*Data*:
BEGIN
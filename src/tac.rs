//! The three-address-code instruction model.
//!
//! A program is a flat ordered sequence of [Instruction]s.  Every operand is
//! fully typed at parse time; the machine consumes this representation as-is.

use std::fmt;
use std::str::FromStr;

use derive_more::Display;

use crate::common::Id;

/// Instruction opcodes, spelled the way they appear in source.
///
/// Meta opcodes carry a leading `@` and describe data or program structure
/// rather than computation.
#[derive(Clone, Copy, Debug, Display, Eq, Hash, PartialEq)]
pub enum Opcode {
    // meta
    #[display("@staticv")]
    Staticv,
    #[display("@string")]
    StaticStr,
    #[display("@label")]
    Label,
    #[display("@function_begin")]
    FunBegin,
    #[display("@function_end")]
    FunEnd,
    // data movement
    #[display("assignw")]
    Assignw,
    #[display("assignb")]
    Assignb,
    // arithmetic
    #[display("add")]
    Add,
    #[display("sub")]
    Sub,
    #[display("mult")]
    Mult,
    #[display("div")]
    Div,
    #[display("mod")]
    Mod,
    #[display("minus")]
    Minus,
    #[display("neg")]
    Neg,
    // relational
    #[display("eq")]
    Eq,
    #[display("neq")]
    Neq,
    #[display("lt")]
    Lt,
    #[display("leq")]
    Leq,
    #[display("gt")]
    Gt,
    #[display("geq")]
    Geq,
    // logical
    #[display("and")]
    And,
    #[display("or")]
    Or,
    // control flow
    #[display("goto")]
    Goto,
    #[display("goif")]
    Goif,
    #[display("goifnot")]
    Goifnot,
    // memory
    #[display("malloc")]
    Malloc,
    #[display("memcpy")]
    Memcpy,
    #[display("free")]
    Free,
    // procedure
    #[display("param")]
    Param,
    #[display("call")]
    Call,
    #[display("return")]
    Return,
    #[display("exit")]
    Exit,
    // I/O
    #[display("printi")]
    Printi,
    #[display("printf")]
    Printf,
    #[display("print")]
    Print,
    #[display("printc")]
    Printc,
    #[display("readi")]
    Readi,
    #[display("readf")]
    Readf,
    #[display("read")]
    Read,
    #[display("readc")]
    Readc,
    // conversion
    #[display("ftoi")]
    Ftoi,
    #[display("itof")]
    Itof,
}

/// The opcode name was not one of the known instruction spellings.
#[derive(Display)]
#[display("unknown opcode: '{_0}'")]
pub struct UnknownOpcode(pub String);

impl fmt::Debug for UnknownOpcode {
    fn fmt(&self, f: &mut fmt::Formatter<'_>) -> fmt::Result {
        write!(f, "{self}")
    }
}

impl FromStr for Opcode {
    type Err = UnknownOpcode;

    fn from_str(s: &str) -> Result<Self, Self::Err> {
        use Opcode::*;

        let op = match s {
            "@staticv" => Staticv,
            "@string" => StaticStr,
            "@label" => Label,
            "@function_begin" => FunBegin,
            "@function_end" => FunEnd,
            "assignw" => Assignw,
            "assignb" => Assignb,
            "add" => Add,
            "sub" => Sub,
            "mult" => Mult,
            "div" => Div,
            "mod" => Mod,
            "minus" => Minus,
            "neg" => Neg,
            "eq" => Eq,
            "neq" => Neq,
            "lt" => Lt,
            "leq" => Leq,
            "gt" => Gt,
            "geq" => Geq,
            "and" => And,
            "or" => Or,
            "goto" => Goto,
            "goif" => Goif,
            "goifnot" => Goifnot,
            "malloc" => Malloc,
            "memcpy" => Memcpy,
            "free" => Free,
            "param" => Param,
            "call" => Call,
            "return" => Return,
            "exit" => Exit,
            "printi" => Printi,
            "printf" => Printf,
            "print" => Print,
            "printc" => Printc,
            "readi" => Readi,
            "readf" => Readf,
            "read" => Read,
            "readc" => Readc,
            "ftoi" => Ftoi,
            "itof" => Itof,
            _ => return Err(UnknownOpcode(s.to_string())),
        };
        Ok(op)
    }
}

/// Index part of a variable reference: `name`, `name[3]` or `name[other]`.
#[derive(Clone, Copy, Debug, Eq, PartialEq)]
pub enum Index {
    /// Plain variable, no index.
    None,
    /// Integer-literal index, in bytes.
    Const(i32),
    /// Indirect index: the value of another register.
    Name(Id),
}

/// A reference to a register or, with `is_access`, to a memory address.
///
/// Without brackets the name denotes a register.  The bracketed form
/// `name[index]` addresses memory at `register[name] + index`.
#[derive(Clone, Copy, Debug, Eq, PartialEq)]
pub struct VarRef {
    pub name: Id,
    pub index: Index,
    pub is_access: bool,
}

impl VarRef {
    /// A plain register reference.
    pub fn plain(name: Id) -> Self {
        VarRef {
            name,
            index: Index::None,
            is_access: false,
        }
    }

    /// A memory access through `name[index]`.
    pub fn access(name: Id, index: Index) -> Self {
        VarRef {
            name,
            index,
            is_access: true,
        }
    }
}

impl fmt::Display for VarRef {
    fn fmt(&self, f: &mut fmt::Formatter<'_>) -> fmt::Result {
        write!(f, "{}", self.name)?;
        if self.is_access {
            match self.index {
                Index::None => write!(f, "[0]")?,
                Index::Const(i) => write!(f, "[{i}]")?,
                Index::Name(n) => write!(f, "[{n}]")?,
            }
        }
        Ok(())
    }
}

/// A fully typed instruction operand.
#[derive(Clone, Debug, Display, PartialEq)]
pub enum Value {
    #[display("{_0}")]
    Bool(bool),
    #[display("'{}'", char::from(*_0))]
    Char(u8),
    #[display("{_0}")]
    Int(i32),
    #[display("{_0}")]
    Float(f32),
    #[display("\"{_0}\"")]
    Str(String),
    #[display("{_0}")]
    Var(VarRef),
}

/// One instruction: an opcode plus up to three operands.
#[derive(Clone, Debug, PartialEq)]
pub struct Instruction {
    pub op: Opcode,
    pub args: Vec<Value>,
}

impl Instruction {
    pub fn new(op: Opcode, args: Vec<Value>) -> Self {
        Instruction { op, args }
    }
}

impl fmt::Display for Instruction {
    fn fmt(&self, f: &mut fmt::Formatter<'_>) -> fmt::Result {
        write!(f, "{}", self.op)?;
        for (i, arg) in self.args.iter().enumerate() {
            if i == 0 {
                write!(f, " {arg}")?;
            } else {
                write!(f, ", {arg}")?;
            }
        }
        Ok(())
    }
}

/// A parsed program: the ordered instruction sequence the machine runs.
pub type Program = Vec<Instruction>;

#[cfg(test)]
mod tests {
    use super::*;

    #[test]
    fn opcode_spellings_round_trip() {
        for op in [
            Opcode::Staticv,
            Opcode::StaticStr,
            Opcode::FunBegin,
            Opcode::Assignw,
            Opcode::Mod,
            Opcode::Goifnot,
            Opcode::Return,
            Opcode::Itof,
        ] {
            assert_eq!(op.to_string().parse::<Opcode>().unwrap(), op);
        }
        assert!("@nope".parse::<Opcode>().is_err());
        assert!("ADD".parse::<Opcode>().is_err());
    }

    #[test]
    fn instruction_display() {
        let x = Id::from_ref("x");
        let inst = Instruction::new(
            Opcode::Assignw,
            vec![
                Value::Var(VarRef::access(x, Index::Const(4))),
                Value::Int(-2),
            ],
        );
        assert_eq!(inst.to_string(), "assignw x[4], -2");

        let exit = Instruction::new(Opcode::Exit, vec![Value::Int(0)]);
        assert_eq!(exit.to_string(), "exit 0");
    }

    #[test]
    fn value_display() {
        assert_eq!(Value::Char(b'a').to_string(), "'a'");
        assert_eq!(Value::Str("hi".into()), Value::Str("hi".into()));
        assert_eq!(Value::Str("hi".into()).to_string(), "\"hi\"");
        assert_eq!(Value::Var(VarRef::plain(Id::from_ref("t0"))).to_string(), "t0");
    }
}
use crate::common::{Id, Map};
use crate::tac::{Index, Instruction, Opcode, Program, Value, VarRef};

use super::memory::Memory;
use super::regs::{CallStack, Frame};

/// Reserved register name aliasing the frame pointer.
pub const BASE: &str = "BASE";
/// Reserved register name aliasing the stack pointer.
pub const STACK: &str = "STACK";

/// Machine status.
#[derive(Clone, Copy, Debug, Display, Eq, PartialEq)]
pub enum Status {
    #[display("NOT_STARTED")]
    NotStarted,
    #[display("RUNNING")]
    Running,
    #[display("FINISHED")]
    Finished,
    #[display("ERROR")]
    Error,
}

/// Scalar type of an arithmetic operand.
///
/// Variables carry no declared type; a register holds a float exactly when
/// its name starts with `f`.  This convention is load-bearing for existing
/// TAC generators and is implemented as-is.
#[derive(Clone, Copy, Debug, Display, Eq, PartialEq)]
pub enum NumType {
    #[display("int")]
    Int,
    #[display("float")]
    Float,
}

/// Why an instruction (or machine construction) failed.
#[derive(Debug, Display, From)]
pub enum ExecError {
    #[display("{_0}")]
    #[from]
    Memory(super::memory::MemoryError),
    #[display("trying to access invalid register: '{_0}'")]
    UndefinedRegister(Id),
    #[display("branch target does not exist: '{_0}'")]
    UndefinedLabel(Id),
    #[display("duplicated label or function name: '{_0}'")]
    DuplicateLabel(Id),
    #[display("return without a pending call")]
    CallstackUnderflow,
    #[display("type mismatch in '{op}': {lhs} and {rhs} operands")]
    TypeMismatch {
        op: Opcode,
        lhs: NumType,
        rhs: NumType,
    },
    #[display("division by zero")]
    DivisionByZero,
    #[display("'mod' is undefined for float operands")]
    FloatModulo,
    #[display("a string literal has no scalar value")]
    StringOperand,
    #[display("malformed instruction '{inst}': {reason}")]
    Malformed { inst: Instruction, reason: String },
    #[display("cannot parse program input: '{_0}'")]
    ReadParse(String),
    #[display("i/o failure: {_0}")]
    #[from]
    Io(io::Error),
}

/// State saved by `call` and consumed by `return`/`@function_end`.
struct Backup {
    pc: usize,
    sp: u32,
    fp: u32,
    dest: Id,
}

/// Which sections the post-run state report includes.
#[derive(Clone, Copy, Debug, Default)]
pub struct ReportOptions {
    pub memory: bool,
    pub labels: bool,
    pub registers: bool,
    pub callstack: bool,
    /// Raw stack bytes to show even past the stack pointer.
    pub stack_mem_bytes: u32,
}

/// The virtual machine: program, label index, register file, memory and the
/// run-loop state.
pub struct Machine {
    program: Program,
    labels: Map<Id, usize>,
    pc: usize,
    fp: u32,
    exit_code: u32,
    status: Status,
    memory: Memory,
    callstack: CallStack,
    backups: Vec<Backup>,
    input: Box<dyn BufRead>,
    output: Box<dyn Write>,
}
END
BEGIN
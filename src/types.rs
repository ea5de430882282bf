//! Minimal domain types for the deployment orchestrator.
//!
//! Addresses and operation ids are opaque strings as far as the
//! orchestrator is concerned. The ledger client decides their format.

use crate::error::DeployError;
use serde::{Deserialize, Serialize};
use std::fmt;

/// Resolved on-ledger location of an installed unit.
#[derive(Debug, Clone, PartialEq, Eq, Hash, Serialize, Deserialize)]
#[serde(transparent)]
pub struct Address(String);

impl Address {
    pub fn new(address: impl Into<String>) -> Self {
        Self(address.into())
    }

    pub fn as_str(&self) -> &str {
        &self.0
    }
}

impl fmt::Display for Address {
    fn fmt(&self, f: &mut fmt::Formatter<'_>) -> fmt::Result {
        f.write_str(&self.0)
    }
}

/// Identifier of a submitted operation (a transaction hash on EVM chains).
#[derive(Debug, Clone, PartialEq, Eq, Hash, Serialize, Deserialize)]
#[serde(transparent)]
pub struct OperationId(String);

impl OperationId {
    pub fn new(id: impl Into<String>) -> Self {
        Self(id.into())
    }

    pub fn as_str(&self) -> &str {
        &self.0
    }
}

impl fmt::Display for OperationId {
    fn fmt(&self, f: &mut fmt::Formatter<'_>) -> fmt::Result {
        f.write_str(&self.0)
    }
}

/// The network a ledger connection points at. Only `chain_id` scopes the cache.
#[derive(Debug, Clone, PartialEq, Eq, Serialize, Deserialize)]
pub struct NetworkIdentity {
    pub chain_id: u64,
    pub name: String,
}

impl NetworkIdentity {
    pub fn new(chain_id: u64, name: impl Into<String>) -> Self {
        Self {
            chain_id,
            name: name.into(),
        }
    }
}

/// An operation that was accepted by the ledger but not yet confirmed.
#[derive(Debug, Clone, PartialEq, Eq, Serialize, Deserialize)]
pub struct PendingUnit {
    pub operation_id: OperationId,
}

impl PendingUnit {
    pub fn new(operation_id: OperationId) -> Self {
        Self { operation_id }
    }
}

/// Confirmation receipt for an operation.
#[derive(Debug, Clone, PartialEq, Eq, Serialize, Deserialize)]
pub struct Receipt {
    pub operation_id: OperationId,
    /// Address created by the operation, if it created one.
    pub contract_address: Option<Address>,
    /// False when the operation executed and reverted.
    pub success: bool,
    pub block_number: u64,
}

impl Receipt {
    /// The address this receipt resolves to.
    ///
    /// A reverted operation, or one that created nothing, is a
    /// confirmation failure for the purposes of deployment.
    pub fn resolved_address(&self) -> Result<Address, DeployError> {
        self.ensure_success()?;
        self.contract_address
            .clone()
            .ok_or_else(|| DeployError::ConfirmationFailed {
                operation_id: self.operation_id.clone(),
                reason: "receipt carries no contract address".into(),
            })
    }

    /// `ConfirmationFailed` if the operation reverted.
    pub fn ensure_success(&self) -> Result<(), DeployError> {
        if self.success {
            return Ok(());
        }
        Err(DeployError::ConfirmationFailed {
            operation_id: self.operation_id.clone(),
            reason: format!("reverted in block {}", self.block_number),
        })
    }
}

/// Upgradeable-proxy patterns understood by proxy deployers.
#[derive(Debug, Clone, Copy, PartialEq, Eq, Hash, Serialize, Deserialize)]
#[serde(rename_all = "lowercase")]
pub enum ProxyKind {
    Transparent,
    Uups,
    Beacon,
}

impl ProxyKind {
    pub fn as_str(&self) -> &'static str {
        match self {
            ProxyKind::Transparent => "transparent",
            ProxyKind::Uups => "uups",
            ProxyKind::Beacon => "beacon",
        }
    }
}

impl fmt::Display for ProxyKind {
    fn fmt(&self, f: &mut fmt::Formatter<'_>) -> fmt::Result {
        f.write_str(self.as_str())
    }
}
END
BEGIN
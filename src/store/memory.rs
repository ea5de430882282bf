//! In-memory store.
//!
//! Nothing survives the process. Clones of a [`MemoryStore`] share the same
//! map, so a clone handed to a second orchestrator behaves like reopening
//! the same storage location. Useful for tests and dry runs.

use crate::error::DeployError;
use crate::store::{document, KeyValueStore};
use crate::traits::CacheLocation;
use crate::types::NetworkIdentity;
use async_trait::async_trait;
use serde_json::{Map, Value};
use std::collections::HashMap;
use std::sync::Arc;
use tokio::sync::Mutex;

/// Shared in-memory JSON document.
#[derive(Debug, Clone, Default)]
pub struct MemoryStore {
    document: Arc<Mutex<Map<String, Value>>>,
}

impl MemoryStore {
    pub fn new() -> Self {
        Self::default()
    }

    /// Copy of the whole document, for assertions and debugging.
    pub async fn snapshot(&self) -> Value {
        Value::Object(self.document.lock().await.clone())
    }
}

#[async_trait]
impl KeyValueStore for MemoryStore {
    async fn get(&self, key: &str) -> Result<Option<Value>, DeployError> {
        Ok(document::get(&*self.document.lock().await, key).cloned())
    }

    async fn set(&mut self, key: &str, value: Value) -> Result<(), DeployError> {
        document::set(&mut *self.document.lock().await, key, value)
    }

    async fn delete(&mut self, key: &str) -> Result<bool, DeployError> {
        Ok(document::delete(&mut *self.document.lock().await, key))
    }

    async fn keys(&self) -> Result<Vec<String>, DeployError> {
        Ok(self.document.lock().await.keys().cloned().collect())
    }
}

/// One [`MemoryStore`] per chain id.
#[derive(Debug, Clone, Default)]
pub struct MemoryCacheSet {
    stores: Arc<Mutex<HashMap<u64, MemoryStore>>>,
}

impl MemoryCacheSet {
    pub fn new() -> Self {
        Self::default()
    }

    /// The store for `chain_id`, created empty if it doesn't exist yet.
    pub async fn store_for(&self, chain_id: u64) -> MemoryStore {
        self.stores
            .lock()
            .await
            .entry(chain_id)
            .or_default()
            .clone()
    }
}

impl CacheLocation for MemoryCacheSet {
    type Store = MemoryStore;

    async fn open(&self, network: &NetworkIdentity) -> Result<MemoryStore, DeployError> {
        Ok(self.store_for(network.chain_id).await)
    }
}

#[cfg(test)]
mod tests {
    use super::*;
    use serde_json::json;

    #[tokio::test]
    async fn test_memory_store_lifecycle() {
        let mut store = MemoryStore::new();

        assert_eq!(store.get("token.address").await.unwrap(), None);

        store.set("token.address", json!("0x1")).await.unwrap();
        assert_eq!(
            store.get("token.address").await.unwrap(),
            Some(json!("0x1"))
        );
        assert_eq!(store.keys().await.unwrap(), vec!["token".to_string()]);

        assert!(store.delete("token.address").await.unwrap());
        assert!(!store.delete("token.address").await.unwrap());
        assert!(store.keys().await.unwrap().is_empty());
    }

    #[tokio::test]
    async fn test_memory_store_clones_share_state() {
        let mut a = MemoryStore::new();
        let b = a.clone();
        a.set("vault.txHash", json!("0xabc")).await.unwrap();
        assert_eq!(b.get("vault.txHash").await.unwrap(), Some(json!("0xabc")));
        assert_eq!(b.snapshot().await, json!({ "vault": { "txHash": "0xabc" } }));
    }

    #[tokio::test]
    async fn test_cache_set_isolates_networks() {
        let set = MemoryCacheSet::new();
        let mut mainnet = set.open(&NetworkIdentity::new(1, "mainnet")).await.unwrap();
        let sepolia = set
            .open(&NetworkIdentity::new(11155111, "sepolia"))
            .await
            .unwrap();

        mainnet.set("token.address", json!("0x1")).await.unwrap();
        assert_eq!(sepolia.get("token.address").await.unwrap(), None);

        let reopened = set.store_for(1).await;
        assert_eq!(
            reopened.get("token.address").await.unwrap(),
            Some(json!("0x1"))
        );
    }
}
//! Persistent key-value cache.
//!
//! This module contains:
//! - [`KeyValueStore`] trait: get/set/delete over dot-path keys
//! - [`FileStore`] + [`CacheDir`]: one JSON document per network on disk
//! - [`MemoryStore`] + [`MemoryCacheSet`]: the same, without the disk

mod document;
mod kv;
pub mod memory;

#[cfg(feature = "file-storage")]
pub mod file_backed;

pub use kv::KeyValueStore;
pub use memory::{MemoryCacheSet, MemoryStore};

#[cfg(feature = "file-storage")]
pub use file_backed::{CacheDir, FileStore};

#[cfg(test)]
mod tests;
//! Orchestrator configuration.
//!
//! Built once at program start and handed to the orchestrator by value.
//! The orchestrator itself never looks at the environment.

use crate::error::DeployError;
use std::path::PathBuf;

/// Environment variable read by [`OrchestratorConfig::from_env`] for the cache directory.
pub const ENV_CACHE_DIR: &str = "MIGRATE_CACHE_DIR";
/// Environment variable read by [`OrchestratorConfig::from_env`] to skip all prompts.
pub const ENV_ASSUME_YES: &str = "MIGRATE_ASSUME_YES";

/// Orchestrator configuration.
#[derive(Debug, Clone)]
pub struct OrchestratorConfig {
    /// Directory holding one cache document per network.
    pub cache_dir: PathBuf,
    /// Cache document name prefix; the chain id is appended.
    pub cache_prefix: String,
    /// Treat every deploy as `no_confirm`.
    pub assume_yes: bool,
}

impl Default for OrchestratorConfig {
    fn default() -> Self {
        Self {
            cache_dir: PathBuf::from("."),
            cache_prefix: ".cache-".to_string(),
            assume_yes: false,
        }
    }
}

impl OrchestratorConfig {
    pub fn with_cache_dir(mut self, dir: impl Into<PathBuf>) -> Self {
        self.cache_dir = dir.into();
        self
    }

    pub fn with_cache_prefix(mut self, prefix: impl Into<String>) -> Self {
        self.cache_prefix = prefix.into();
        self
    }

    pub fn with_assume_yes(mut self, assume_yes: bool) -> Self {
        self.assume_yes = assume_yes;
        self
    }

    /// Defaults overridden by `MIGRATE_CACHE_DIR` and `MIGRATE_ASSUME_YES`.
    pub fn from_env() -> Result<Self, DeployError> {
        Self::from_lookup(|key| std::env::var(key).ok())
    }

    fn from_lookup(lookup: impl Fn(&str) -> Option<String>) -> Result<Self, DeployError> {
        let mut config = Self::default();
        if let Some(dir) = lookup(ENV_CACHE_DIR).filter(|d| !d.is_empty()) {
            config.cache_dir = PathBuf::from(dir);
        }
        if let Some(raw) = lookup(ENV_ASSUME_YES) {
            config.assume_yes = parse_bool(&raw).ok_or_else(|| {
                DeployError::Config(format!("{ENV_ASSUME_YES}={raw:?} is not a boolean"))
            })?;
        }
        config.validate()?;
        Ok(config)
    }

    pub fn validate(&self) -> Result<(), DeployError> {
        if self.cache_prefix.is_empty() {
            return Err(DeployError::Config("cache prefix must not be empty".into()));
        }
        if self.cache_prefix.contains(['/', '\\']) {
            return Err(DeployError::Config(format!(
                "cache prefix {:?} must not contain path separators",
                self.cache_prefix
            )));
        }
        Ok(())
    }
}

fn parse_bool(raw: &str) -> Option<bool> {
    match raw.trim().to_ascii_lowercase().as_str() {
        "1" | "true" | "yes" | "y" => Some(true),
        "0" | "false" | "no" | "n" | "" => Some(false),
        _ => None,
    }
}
END
*Problem description*:
This task calls for each line of the material that contains "KeyValueStore".

*Reply*:
use crate::store::{document, KeyValueStore};
impl KeyValueStore for MemoryStore {
//! - [`KeyValueStore`] trait: get/set/delete over dot-path keys
pub use kv::KeyValueStore;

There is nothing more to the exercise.